Searching the material below, find each line that includes the word "weight", and copy it.
※ ※ ※
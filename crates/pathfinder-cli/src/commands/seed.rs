//! Seed command: idempotent CSV import

use std::path::PathBuf;

use clap::Args;
use pathfinder_storage::seed::{load_edges_csv, load_nodes_csv};

use crate::output::{to_json, OutputFormat};
use crate::AppContext;

#[derive(Args)]
pub struct SeedArgs {
    /// CSV file with one node name per row
    #[arg(long)]
    pub nodes: PathBuf,

    /// CSV file with `src_name,dst_name,weight` columns
    #[arg(long)]
    pub edges: PathBuf,
}

pub async fn run(args: &SeedArgs, ctx: &AppContext) -> anyhow::Result<()> {
    for path in [&args.nodes, &args.edges] {
        if !path.exists() {
            anyhow::bail!("Seed file not found: {}", path.display());
        }
    }

    let nodes = load_nodes_csv(ctx.storage.as_ref(), &args.nodes).await?;
    let edges = load_edges_csv(ctx.storage.as_ref(), &args.edges).await?;

    match ctx.format {
        OutputFormat::Json => println!(
            "{}",
            to_json(&serde_json::json!({ "nodes": nodes, "edges": edges }))?
        ),
        OutputFormat::Table => {
            ctx.say(format!(
                "Nodes: {} loaded, {} skipped, {} errors",
                nodes.loaded, nodes.skipped, nodes.errors
            ));
            ctx.say(format!(
                "Edges: {} loaded, {} skipped, {} errors",
                edges.loaded, edges.skipped, edges.errors
            ));
        }
    }

    Ok(())
}
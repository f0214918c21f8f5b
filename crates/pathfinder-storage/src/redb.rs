//! ReDB storage backend

use crate::error::{StorageError, StorageResult};
use crate::traits::{check_new_edge, check_new_node, StorageBackend};
use async_trait::async_trait;
use pathfinder_core::{Edge, EdgeId, NewEdge, NewNode, Node, NodeId};
use redb::{Database, ReadableTable, TableDefinition};
use std::path::Path;
use std::sync::Mutex;

// Table definitions
const NODES: TableDefinition<i64, &[u8]> = TableDefinition::new("nodes");
const EDGES: TableDefinition<i64, &[u8]> = TableDefinition::new("edges");
const COUNTERS: TableDefinition<&str, i64> = TableDefinition::new("counters");

const LAST_NODE_ID: &str = "last_node_id";
const LAST_EDGE_ID: &str = "last_edge_id";

/// ReDB storage backend
///
/// Nodes and edges are stored as JSON keyed by their integer id; the last
/// assigned ids live in a counters table so ids are never reused.
pub struct RedbStorage {
    db: Mutex<Database>,
}

impl RedbStorage {
    /// Open or create a ReDB database at the given path
    pub fn open(path: impl AsRef<Path>) -> StorageResult<Self> {
        let db = Database::create(path).map_err(|e| StorageError::Database(e.to_string()))?;

        // Initialize tables
        {
            let write_txn = db
                .begin_write()
                .map_err(|e| StorageError::Database(e.to_string()))?;
            {
                write_txn.open_table(NODES)?;
                write_txn.open_table(EDGES)?;
                write_txn.open_table(COUNTERS)?;
            }
            write_txn
                .commit()
                .map_err(|e| StorageError::Database(e.to_string()))?;
        }

        Ok(Self { db: Mutex::new(db) })
    }

    fn lock(&self) -> StorageResult<std::sync::MutexGuard<'_, Database>> {
        self.db
            .lock()
            .map_err(|e| StorageError::Database(e.to_string()))
    }
}

#[async_trait]
impl StorageBackend for RedbStorage {
    async fn initialize(&self) -> StorageResult<()> {
        Ok(())
    }

    async fn close(&self) -> StorageResult<()> {
        Ok(())
    }

    async fn health_check(&self) -> StorageResult<bool> {
        let db = self.lock()?;
        let read_txn = db.begin_read()?;
        read_txn.open_table(NODES)?;
        Ok(true)
    }

    async fn create_node(&self, node: NewNode) -> StorageResult<Node> {
        let name = check_new_node(&node)?;

        let db = self.lock()?;
        let write_txn = db.begin_write()?;
        let node = {
            let mut nodes = write_txn.open_table(NODES)?;
            for entry in nodes.iter()? {
                let (_, value) = entry?;
                let existing: Node = serde_json::from_slice(value.value())?;
                if existing.name == name {
                    return Err(StorageError::DuplicateNode(name));
                }
            }

            let mut counters = write_txn.open_table(COUNTERS)?;
            let id = counters.get(LAST_NODE_ID)?.map(|v| v.value()).unwrap_or(0) + 1;
            counters.insert(LAST_NODE_ID, id)?;
            let node = Node::new(NodeId(id), name);
            let value = serde_json::to_vec(&node)?;
            nodes.insert(id, value.as_slice())?;
            node
        };
        write_txn.commit()?;

        Ok(node)
    }

    async fn get_node(&self, id: NodeId) -> StorageResult<Option<Node>> {
        let db = self.lock()?;
        let read_txn = db.begin_read()?;
        let table = read_txn.open_table(NODES)?;

        if let Some(value) = table.get(id.0)? {
            let node: Node = serde_json::from_slice(value.value())?;
            Ok(Some(node))
        } else {
            Ok(None)
        }
    }

    async fn get_node_by_name(&self, name: &str) -> StorageResult<Option<Node>> {
        Ok(self
            .get_all_nodes()
            .await?
            .into_iter()
            .find(|n| n.name == name))
    }

    async fn get_all_nodes(&self) -> StorageResult<Vec<Node>> {
        let db = self.lock()?;
        let read_txn = db.begin_read()?;
        let table = read_txn.open_table(NODES)?;

        let mut nodes = Vec::new();
        for entry in table.iter()? {
            let (_, value) = entry?;
            let node: Node = serde_json::from_slice(value.value())?;
            nodes.push(node);
        }

        Ok(nodes)
    }

    async fn delete_node(&self, id: NodeId) -> StorageResult<()> {
        let db = self.lock()?;
        let write_txn = db.begin_write()?;
        {
            let mut nodes = write_txn.open_table(NODES)?;
            if nodes.remove(id.0)?.is_none() {
                return Err(StorageError::NodeNotFound(id));
            }

            let mut edges = write_txn.open_table(EDGES)?;
            let mut incident = Vec::new();
            for entry in edges.iter()? {
                let (key, value) = entry?;
                let edge: Edge = serde_json::from_slice(value.value())?;
                if edge.src_id == id || edge.dst_id == id {
                    incident.push(key.value());
                }
            }
            for key in &incident {
                edges.remove(*key)?;
            }
            tracing::debug!("Removed node {} and {} incident edges", id, incident.len());
        }
        write_txn.commit()?;

        Ok(())
    }

    async fn create_edge(&self, edge: NewEdge) -> StorageResult<Edge> {
        let db = self.lock()?;
        let write_txn = db.begin_write()?;
        let edge = {
            let nodes = write_txn.open_table(NODES)?;
            let src_exists = nodes.get(edge.src_id.0)?.is_some();
            let dst_exists = nodes.get(edge.dst_id.0)?.is_some();
            check_new_edge(&edge, |id| {
                (id == edge.src_id && src_exists) || (id == edge.dst_id && dst_exists)
            })?;

            let mut counters = write_txn.open_table(COUNTERS)?;
            let id = counters.get(LAST_EDGE_ID)?.map(|v| v.value()).unwrap_or(0) + 1;
            counters.insert(LAST_EDGE_ID, id)?;
            let edge = Edge::new(EdgeId(id), edge.src_id, edge.dst_id, edge.weight);

            let mut edges = write_txn.open_table(EDGES)?;
            let value = serde_json::to_vec(&edge)?;
            edges.insert(id, value.as_slice())?;
            edge
        };
        write_txn.commit()?;

        Ok(edge)
    }

    async fn get_edge(&self, id: EdgeId) -> StorageResult<Option<Edge>> {
        let db = self.lock()?;
        let read_txn = db.begin_read()?;
        let table = read_txn.open_table(EDGES)?;

        if let Some(value) = table.get(id.0)? {
            let edge: Edge = serde_json::from_slice(value.value())?;
            Ok(Some(edge))
        } else {
            Ok(None)
        }
    }

    async fn get_all_edges(&self) -> StorageResult<Vec<Edge>> {
        let db = self.lock()?;
        let read_txn = db.begin_read()?;
        let table = read_txn.open_table(EDGES)?;

        let mut edges = Vec::new();
        for entry in table.iter()? {
            let (_, value) = entry?;
            let edge: Edge = serde_json::from_slice(value.value())?;
            edges.push(edge);
        }

        Ok(edges)
    }

    async fn delete_edge(&self, id: EdgeId) -> StorageResult<()> {
        let db = self.lock()?;
        let write_txn = db.begin_write()?;
        {
            let mut table = write_txn.open_table(EDGES)?;
            if table.remove(id.0)?.is_none() {
                return Err(StorageError::EdgeNotFound(id));
            }
        }
        write_txn.commit()?;

        Ok(())
    }
}

#[cfg(test)]
mod tests {
    use super::*;
    use tempfile::TempDir;

    fn open_temp() -> (TempDir, RedbStorage) {
        let dir = TempDir::new().unwrap();
        let storage = RedbStorage::open(dir.path().join("graph.redb")).unwrap();
        (dir, storage)
    }

    #[tokio::test]
    async fn test_redb_node_and_edge_roundtrip() {
        let (_dir, storage) = open_temp();
        assert!(storage.health_check().await.unwrap());

        let a = storage.create_node(NewNode::new("A")).await.unwrap();
        let b = storage.create_node(NewNode::new("B")).await.unwrap();
        let edge = storage.create_edge(NewEdge::new(a.id, b.id, 1.5)).await.unwrap();

        assert_eq!(storage.get_node(b.id).await.unwrap(), Some(b.clone()));
        assert_eq!(storage.get_node_by_name("A").await.unwrap(), Some(a.clone()));
        assert_eq!(storage.get_edge(edge.id).await.unwrap(), Some(edge));

        let graph = storage.load_graph().await.unwrap();
        assert_eq!(graph.nodes, vec![a, b]);
        assert_eq!(graph.edges.len(), 1);
    }

    #[tokio::test]
    async fn test_redb_delete_node_cascades() {
        let (_dir, storage) = open_temp();
        let a = storage.create_node(NewNode::new("A")).await.unwrap();
        let b = storage.create_node(NewNode::new("B")).await.unwrap();
        let c = storage.create_node(NewNode::new("C")).await.unwrap();
        storage.create_edge(NewEdge::new(a.id, b.id, 1.0)).await.unwrap();
        storage.create_edge(NewEdge::new(c.id, a.id, 1.0)).await.unwrap();
        let kept = storage.create_edge(NewEdge::new(b.id, c.id, 1.0)).await.unwrap();

        storage.delete_node(a.id).await.unwrap();

        assert_eq!(storage.get_all_edges().await.unwrap(), vec![kept]);
        let err = storage.delete_node(a.id).await.unwrap_err();
        assert!(matches!(err, StorageError::NodeNotFound(_)));
    }

    #[tokio::test]
    async fn test_redb_rejects_duplicates_and_missing_endpoints() {
        let (_dir, storage) = open_temp();
        let a = storage.create_node(NewNode::new("A")).await.unwrap();

        let err = storage.create_node(NewNode::new("A")).await.unwrap_err();
        assert!(matches!(err, StorageError::DuplicateNode(_)));

        let err = storage
            .create_edge(NewEdge::new(NodeId(99), a.id, 1.0))
            .await
            .unwrap_err();
        assert!(matches!(err, StorageError::SourceNotFound(NodeId(99))));
    }

    #[tokio::test]
    async fn test_redb_create_edge_checks_each_endpoint() {
        let (_dir, storage) = open_temp();
        let a = storage.create_node(NewNode::new("A")).await.unwrap();
        let b = storage.create_node(NewNode::new("B")).await.unwrap();

        let err = storage
            .create_edge(NewEdge::new(a.id, NodeId(42), 1.0))
            .await
            .unwrap_err();
        assert!(matches!(err, StorageError::DestinationNotFound(NodeId(42))));
        assert!(storage.get_all_edges().await.unwrap().is_empty());

        let edge = storage.create_edge(NewEdge::new(a.id, b.id, 2.0)).await.unwrap();
        assert_eq!(edge.id, EdgeId(1));
        assert_eq!((edge.src_id, edge.dst_id), (a.id, b.id));
    }

    #[tokio::test]
    async fn test_redb_ids_survive_reopen() {
        let dir = TempDir::new().unwrap();
        let path = dir.path().join("graph.redb");

        let first = {
            let storage = RedbStorage::open(&path).unwrap();
            let a = storage.create_node(NewNode::new("A")).await.unwrap();
            storage.delete_node(a.id).await.unwrap();
            a
        };

        let storage = RedbStorage::open(&path).unwrap();
        let second = storage.create_node(NewNode::new("B")).await.unwrap();
        assert!(second.id > first.id);
    }
}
※ ※ ※
**RESPONSE TO THE EXERCISE:**
    /// CSV file with `src_name,dst_name,weight` columns
            let edge = Edge::new(EdgeId(id), edge.src_id, edge.dst_id, edge.weight);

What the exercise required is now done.